The LDT proposed rule published on September 29, 2023, amassed nearly 7,000 comments from stakeholders. In response to this feedback, there were substantial changes in the issued LDT Final Rule. Let’s look at what has remained the same and what has changed between the LDT Proposed Rule and LDT Final Rule:
What Is the Same?
IVD Definition:
The LDT Final Rule revises the definition of IVDs under 21 C.F.R. § 809.3(a) to include “when the manufacturer of these products is a laboratory.” This language was implemented exactly as initially proposed in the LDT Proposed Rule.
Phase-Out Policy:
FDA’s LDT Final Rule outlines a phase-out period to gradually enforce pre-market and post-market regulatory requirements over a four-year period. The phase-out period is broken up into five stages, and remains largely consistent with the proposed rule but includes some minor adjustments:
Stage 1 (Effective May 6, 2025)
- Compliance with Medical Device Reporting (MDR) requirements (21 C.F.R. Part 803), correction and removal reporting requirements (21 C.F.R. Part 806), and complaint handling requirements (21 C.F.R. Part 820.198).

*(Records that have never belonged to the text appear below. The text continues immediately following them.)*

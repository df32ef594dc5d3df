//! Role-parameterised run of one process, and the local launcher.
//!
//! Every rank calls [`run_process`] with the same kernel and dataset
//! parameters. All ranks check the partition precondition first, so an
//! indivisible dataset aborts the whole world before any message is sent.
//! After that the coordinator scatters, computes chunk 0, gathers, reduces
//! and reports, while workers receive, compute, send and reduce.

use crate::buffer::MergedOutput;
use crate::comm::collective::reduce_sum_each;
use crate::comm::{Communicator, LocalWorld};
use crate::config::Config;
use crate::core::constants::COORDINATOR_RANK;
use crate::core::error::{BatchError, Result};
use crate::core::types::{Aggregate, KernelKind, Rank, Role};
use crate::dispatch::{gather, scatter};
use crate::kernel::{ChunkResult, GeometricKernel, Kernel, NumericKernel};
use crate::partition::{Chunk, Partition};
use crate::report::RunReport;
use crate::worker::run_worker;

/// Dataset parameters shared by every rank of a run.
#[derive(Debug, Clone, Copy, PartialEq, Eq)]
pub struct Job {
    /// Number of elements S
    pub dataset_size: usize,
    /// Seed handed to [`Kernel::synthesize`]
    pub seed: u64,
}

impl Job {
    /// Job parameters of a configuration.
    pub fn from_config(config: &Config) -> Self {
        Job {
            dataset_size: config.dataset_size,
            seed: config.random_seed,
        }
    }
}

/// What the coordinator holds at the end of a run.
#[derive(Debug, Clone)]
pub struct Collected<O, R> {
    /// Merged outputs, one per dataset index
    pub outputs: Vec<O>,
    /// Reduced aggregates, positionally matching the kernel's names
    pub totals: Vec<Aggregate>,
    /// Final report
    pub report: R,
}

/// What one rank did during a run.
#[derive(Debug, Clone)]
pub struct ProcessOutcome<O, R> {
    /// This process's rank
    pub rank: Rank,
    /// Coordinator or worker
    pub role: Role,
    /// Chunk this process computed
    pub chunk: Chunk,
    /// Aggregates over that chunk only
    pub local_aggregates: Vec<Aggregate>,
    /// Present on the coordinator only
    pub collected: Option<Collected<O, R>>,
}

/// Run one process of a batch.
pub fn run_process<C, K>(comm: &C, kernel: &K, job: Job) -> Result<ProcessOutcome<K::Output, K::Report>>
where
    C: Communicator,
    K: Kernel,
{
    let partition = Partition::new(job.dataset_size, comm.size())?;
    let role = Role::of(comm.rank(), COORDINATOR_RANK);
    log::info!(
        "rank {} of {} starting as {} ({} kernel, chunk size {})",
        comm.rank(),
        comm.size(),
        role,
        kernel.kind(),
        partition.chunk_size()
    );

    let (chunk, aggregates, merged) = match role {
        Role::Coordinator => {
            let inputs = kernel.synthesize(job.dataset_size, job.seed);
            scatter(comm, &partition, &inputs)?;

            let chunk = partition.chunk(COORDINATOR_RANK)?;
            let ChunkResult { outputs, aggregates } = kernel.compute(chunk, &inputs[chunk.range()]);
            let mut merged = MergedOutput::new(job.dataset_size);
            merged.write_chunk(chunk, outputs)?;

            gather(comm, &partition, &mut merged)?;
            (chunk, aggregates, Some(merged))
        }
        Role::Worker => {
            let (chunk, result) = run_worker(comm, &partition, kernel)?;
            (chunk, result.aggregates, None)
        }
    };

    check_aggregates(kernel, &aggregates)?;
    let totals = reduce_sum_each(comm, &aggregates, COORDINATOR_RANK)?;

    let collected = match (merged, totals) {
        (Some(merged), Some(totals)) => {
            for (name, total) in kernel.aggregate_names().iter().zip(&totals) {
                log::info!("global {} count: {}", name, total);
            }
            let outputs = merged.into_complete()?;
            let report = kernel.report(&outputs, &totals);
            Some(Collected {
                outputs,
                totals,
                report,
            })
        }
        (None, None) => None,
        _ => return Err(BatchError::internal("reduction root is not the coordinator")),
    };

    Ok(ProcessOutcome {
        rank: comm.rank(),
        role,
        chunk,
        local_aggregates: aggregates,
        collected,
    })
}

fn check_aggregates<K: Kernel>(kernel: &K, aggregates: &[Aggregate]) -> Result<()> {
    let expected = kernel.aggregate_names().len();
    if aggregates.len() != expected {
        return Err(BatchError::internal(format!(
            "{} kernel produced {} aggregates, expected {}",
            kernel.kind(),
            aggregates.len(),
            expected
        )));
    }
    Ok(())
}

/// Launch `num_processes` ranks in this process and run the batch on all.
///
/// Outcomes are returned in rank order.
pub fn launch_local<K>(kernel: &K, job: Job, num_processes: usize) -> Result<Vec<ProcessOutcome<K::Output, K::Report>>>
where
    K: Kernel,
{
    LocalWorld::launch(num_processes, |comm| run_process(&comm, kernel, job))
}

/// Take the coordinator's collected results out of a run's outcomes.
pub fn into_collected<O, R>(outcomes: Vec<ProcessOutcome<O, R>>) -> Result<Collected<O, R>> {
    outcomes
        .into_iter()
        .find_map(|outcome| outcome.collected)
        .ok_or_else(|| BatchError::internal("no coordinator outcome"))
}

/// Run the batch described by `config` and return the coordinator's report.
pub fn run(config: &Config) -> Result<RunReport> {
    let job = Job::from_config(config);
    log::info!(
        "running {} kernel over {} elements on {} processes",
        config.kernel,
        job.dataset_size,
        config.num_processes
    );

    let report = match config.kernel {
        KernelKind::Geometric => {
            let outcomes = launch_local(&GeometricKernel::new(), job, config.num_processes)?;
            RunReport::Geometric(into_collected(outcomes)?.report)
        }
        KernelKind::Numeric => {
            let kernel = NumericKernel::new(config.value_min, config.value_max);
            let outcomes = launch_local(&kernel, job, config.num_processes)?;
            RunReport::Numeric(into_collected(outcomes)?.report)
        }
    };
    Ok(report)
}
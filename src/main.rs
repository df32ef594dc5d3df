extern crate clap;

use anyhow::Context;
use partition_batch::{config, BatchError, Config, KernelKind};
use std::path::Path;

fn create_clap_parser<'a>(color_choice: clap::ColorChoice) -> clap::Command<'a> {
    clap::Command::new("partition-batch")
        .version(env!("CARGO_PKG_VERSION"))
        .about("Partitioned batch compute: scatter a dataset, compute per chunk, gather and reduce")
        .color(color_choice)
        .arg(clap::Arg::new("kernel").required(true).index(1)
            .possible_values(["geometric", "numeric"])
            .help("kernel applied to every chunk"))
        .arg(clap::Arg::new("config").long("config").takes_value(true).value_name("FILE")
            .help("configuration file (.toml or .json)"))
        .arg(clap::Arg::new("processes").short('n').long("processes").takes_value(true).value_name("P")
            .help("number of cooperating processes, coordinator included"))
        .arg(clap::Arg::new("size").short('s').long("size").takes_value(true).value_name("S")
            .help("number of dataset elements"))
        .arg(clap::Arg::new("seed").long("seed").takes_value(true).value_name("N")
            .help("seed of dataset synthesis"))
        .arg(clap::Arg::new("min").long("min").takes_value(true).value_name("V")
            .help("smallest synthesized value (numeric kernel)"))
        .arg(clap::Arg::new("max").long("max").takes_value(true).value_name("V")
            .help("largest synthesized value (numeric kernel)"))
        .arg(clap::Arg::new("json").long("json").help("print the report as JSON"))
        .arg(clap::Arg::new("verbose").short('v').multiple_occurrences(true)
            .help("more logging, repeat for debug output"))
}

fn parse_arg<T>(matches: &clap::ArgMatches, name: &str, target: &mut T) -> anyhow::Result<()>
where
    T: std::str::FromStr,
    T::Err: std::error::Error + Send + Sync + 'static,
{
    if let Some(raw) = matches.value_of(name) {
        *target = raw.parse().with_context(|| format!("invalid --{} value {:?}", name, raw))?;
    }
    Ok(())
}

fn build_config(matches: &clap::ArgMatches) -> anyhow::Result<Config> {
    let mut config = match matches.value_of("config") {
        Some(path) => Config::load_from_file(Path::new(path))?,
        None => Config::default(),
    };
    config.apply_environment_overrides()?;

    if let Some(kernel) = matches.value_of("kernel") {
        config.kernel = kernel.parse::<KernelKind>().map_err(anyhow::Error::msg)?;
    }
    parse_arg(matches, "processes", &mut config.num_processes)?;
    parse_arg(matches, "size", &mut config.dataset_size)?;
    parse_arg(matches, "seed", &mut config.random_seed)?;
    parse_arg(matches, "min", &mut config.value_min)?;
    parse_arg(matches, "max", &mut config.value_max)?;
    let verbosity = matches.occurrences_of("verbose").min(u64::from(u8::MAX)) as u8;
    config.verbosity = config.verbosity.max(verbosity);

    Ok(config)
}

fn execute(matches: &clap::ArgMatches) -> anyhow::Result<()> {
    let config = build_config(matches)?;
    partition_batch::init(config.verbosity);
    config::check(&config)?;

    let report = partition_batch::run(&config)?;
    if matches.is_present("json") {
        println!("{}", serde_json::to_string_pretty(&report)?);
    } else {
        print!("{}", report);
    }
    Ok(())
}

pub fn main() {
    let matches = create_clap_parser(clap::ColorChoice::Auto).get_matches();

    if let Err(err) = execute(&matches) {
        match err.downcast_ref::<BatchError>() {
            Some(partition_err) if matches!(partition_err, BatchError::Partition { .. }) => {
                eprintln!("Quitting. {}", partition_err);
            }
            _ => eprintln!("Error: {:#}", err),
        }
        std::process::exit(1);
    }
}
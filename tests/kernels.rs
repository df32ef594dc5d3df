//! Kernel behaviour through the public API.

use approx::assert_relative_eq;
use partition_batch::kernel::numeric::{chunk_frequencies, PARITY, PRIME};
use partition_batch::kernel::{is_prime, InscribedTriangle};
use partition_batch::*;
use proptest::prelude::*;

mod common;
use common::*;

#[test]
fn test_prime_boundaries() {
    let expected = [(0, false), (1, false), (2, true), (3, true), (4, false), (25, false), (29, true)];
    for (value, prime) in expected {
        assert_eq!(is_prime(value), prime, "value {}", value);
    }
}

#[test]
fn test_prime_set_of_small_dataset() {
    let kernel = NumericKernel::default();
    let values = [2, 3, 4, 17, 18];
    let result = kernel.compute(Chunk::new(0, 5), &values);
    let primes: Vec<Value> = result.outputs.iter().filter_map(|c| c.prime).collect();
    assert_eq!(primes, vec![2, 3, 17]);
    assert_eq!(result.aggregates[PRIME], 3);
}

#[test]
fn test_repeated_values_in_one_chunk() {
    assert_eq!(chunk_frequencies(&[4, 7, 4, 9, 4]), vec![3, 1, 0, 1, 0]);
}

#[test]
fn test_singleton_chunks_report_frequency_one() {
    let kernel = NumericKernel::default();
    let values = [4, 7, 4, 9, 4];
    for (offset, chunk) in values.chunks(1).enumerate() {
        let result = kernel.compute(Chunk::new(offset, 1), chunk);
        assert_eq!(result.outputs[0].frequency, 1);
    }
}

#[test]
fn test_parity_counts_even_values() {
    let kernel = NumericKernel::default();
    let values = create_numeric_values(100, 50, 6);
    let result = kernel.compute(Chunk::new(0, values.len()), &values);
    let even = values.iter().filter(|&&v| v % 2 == 0).count() as u64;
    assert_eq!(result.aggregates[PARITY], even);
}

#[test]
fn test_known_triangle_area() {
    let triangle = Triangle::new(Vertex::new(0.0, 2.0), Vertex::new(1.0, 0.0), Vertex::new(0.0, 0.0));
    assert_relative_eq!(triangle.area(), 1.0);
}

#[test]
fn test_geometric_records_carry_their_area() {
    let kernel = GeometricKernel::new();
    let seeds = kernel.synthesize(64, 12);
    let result = kernel.compute(Chunk::new(0, 64), &seeds);
    for InscribedTriangle { triangle, area } in result.outputs {
        assert_relative_eq!(area, triangle.area());
    }
}

proptest! {
    #[test]
    fn prop_area_is_never_negative(seed in any::<u64>()) {
        let triangle = GeometricKernel::sample(seed);
        prop_assert!(triangle.area() >= 0.0);
    }

    #[test]
    fn prop_arbitrary_triangle_area_is_never_negative(
        coords in proptest::array::uniform6(-100.0f32..100.0)
    ) {
        let [ax, ay, bx, by, cx, cy] = coords;
        let triangle = Triangle::new(Vertex::new(ax, ay), Vertex::new(bx, by), Vertex::new(cx, cy));
        prop_assert!(triangle.area() >= 0.0);
    }

    #[test]
    fn prop_primes_have_no_small_divisor(value in 0u32..2000) {
        if is_prime(value) {
            prop_assert!(value >= 2);
            prop_assert!((2..value).all(|d| value % d != 0));
        } else if value >= 2 {
            prop_assert!((2..value).any(|d| value % d == 0));
        }
    }

    #[test]
    fn prop_frequencies_count_each_value_once(values in proptest::collection::vec(0u32..6, 0..40)) {
        let frequencies = chunk_frequencies(&values);
        let total: u32 = frequencies.iter().sum();
        prop_assert_eq!(total as usize, values.len());
    }
}
//! Core data types shared by the coordinator, the workers and the kernels.
//!
//! Everything that crosses a rank boundary derives `Serialize`/`Deserialize`
//! so it can travel as a bincode payload on the bulk channel.

use serde::{Deserialize, Serialize};
use std::fmt;

/// Process rank inside a run. Rank 0 is the coordinator.
pub type Rank = usize;

/// Dataset index (position in the full-size arrays).
pub type DataIndex = usize;

/// Element type of the numeric variant.
pub type Value = u32;

/// Scalar aggregate accumulated per process and summed across the run.
pub type Aggregate = u64;

/// Which per-chunk kernel a run applies.
#[derive(Debug, Clone, Copy, PartialEq, Eq, Hash, Serialize, Deserialize)]
#[serde(rename_all = "lowercase")]
pub enum KernelKind {
    /// Random inscribed triangles and their areas
    Geometric,
    /// Parity, primality and chunk-local frequency of integers
    Numeric,
}

impl Default for KernelKind {
    fn default() -> Self {
        KernelKind::Geometric
    }
}

impl fmt::Display for KernelKind {
    fn fmt(&self, f: &mut fmt::Formatter<'_>) -> fmt::Result {
        match self {
            KernelKind::Geometric => write!(f, "geometric"),
            KernelKind::Numeric => write!(f, "numeric"),
        }
    }
}

impl std::str::FromStr for KernelKind {
    type Err = String;

    fn from_str(s: &str) -> std::result::Result<Self, Self::Err> {
        match s.to_ascii_lowercase().as_str() {
            "geometric" => Ok(KernelKind::Geometric),
            "numeric" => Ok(KernelKind::Numeric),
            other => Err(format!("unknown kernel: {}", other)),
        }
    }
}

/// Role a process plays in a run.
#[derive(Debug, Clone, Copy, PartialEq, Eq)]
pub enum Role {
    /// Rank 0: dispatch, local compute, gather, reduce, report
    Coordinator,
    /// Every other rank: receive, compute, send
    Worker,
}

impl Role {
    /// Role of `rank` given the coordinator rank.
    pub fn of(rank: Rank, coordinator: Rank) -> Self {
        if rank == coordinator {
            Role::Coordinator
        } else {
            Role::Worker
        }
    }
}

impl fmt::Display for Role {
    fn fmt(&self, f: &mut fmt::Formatter<'_>) -> fmt::Result {
        match self {
            Role::Coordinator => write!(f, "coordinator"),
            Role::Worker => write!(f, "worker"),
        }
    }
}

/// A 2-D point.
#[derive(Debug, Clone, Copy, Default, PartialEq, Serialize, Deserialize)]
pub struct Vertex {
    /// Abscissa
    pub x: f32,
    /// Ordinate
    pub y: f32,
}

impl Vertex {
    /// Create a vertex from its coordinates.
    pub fn new(x: f32, y: f32) -> Self {
        Vertex { x, y }
    }
}

impl fmt::Display for Vertex {
    fn fmt(&self, f: &mut fmt::Formatter<'_>) -> fmt::Result {
        write!(f, "({:.3},{:.3})", self.x, self.y)
    }
}

/// Three vertices `{r, s, t}`.
///
/// Generated triangles are inscribed in the right triangle bounded by the
/// axes and the hypotenuse `y = -2x + 2`: `r` lies on the y axis, `t` on the
/// x axis and `s` on the hypotenuse.
#[derive(Debug, Clone, Copy, Default, PartialEq, Serialize, Deserialize)]
pub struct Triangle {
    /// Vertex on the vertical leg
    pub r: Vertex,
    /// Vertex on the hypotenuse
    pub s: Vertex,
    /// Vertex on the horizontal leg
    pub t: Vertex,
}

impl Triangle {
    /// Create a triangle from three vertices.
    pub fn new(r: Vertex, s: Vertex, t: Vertex) -> Self {
        Triangle { r, s, t }
    }

    /// Shoelace area, always non-negative.
    pub fn area(&self) -> f32 {
        let Triangle { r, s, t } = *self;
        let twice = r.x * (s.y - t.y) + s.x * (t.y - r.y) + t.x * (r.y - s.y);
        twice.abs() / 2.0
    }
}

#[cfg(test)]
mod tests {
    use super::*;
    use approx::assert_relative_eq;

    #[test]
    fn test_kernel_kind_display_and_parse() {
        assert_eq!(KernelKind::Geometric.to_string(), "geometric");
        assert_eq!(KernelKind::Numeric.to_string(), "numeric");
        assert_eq!("Numeric".parse::<KernelKind>().unwrap(), KernelKind::Numeric);
        assert!("matrix".parse::<KernelKind>().is_err());
    }

    #[test]
    fn test_role_of_rank() {
        assert_eq!(Role::of(0, 0), Role::Coordinator);
        assert_eq!(Role::of(3, 0), Role::Worker);
    }

    #[test]
    fn test_unit_right_triangle_area() {
        let tri = Triangle::new(
            Vertex::new(0.0, 1.0),
            Vertex::new(0.0, 0.0),
            Vertex::new(1.0, 0.0),
        );
        assert_relative_eq!(tri.area(), 0.5);
    }

    #[test]
    fn test_area_ignores_orientation() {
        let a = Vertex::new(0.0, 2.0);
        let b = Vertex::new(0.5, 1.0);
        let c = Vertex::new(0.25, 0.0);
        let clockwise = Triangle::new(a, b, c).area();
        let counter = Triangle::new(a, c, b).area();
        assert_relative_eq!(clockwise, counter);
        assert!(clockwise >= 0.0);
    }

    #[test]
    fn test_degenerate_triangle_has_zero_area() {
        let p = Vertex::new(0.5, 1.0);
        assert_eq!(Triangle::new(p, p, p).area(), 0.0);
    }

    #[test]
    fn test_vertex_display() {
        assert_eq!(Vertex::new(0.5, 1.0).to_string(), "(0.500,1.000)");
    }
}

- Change from Proposed Rule: Complaint handling requirements was moved to Stage 1 from Stage 3, emphasizing its importance for effective MDR compliance.
Stage 2 (Effective May 6, 2026)
- Compliance with registration and listing requirements (21 C.F.R. Parts 607 and 807), labeling requirements (21 C.F.R. Parts 801 and 809), and investigational use requirements (21 C.F.R. Part 812) for LDTs involved in clinical investigations.
- Change from Proposed Rule: The final rule explicitly includes registration, listing, and labeling, and adds investigational use requirements due to previous confusion about FDA’s enforcement approach.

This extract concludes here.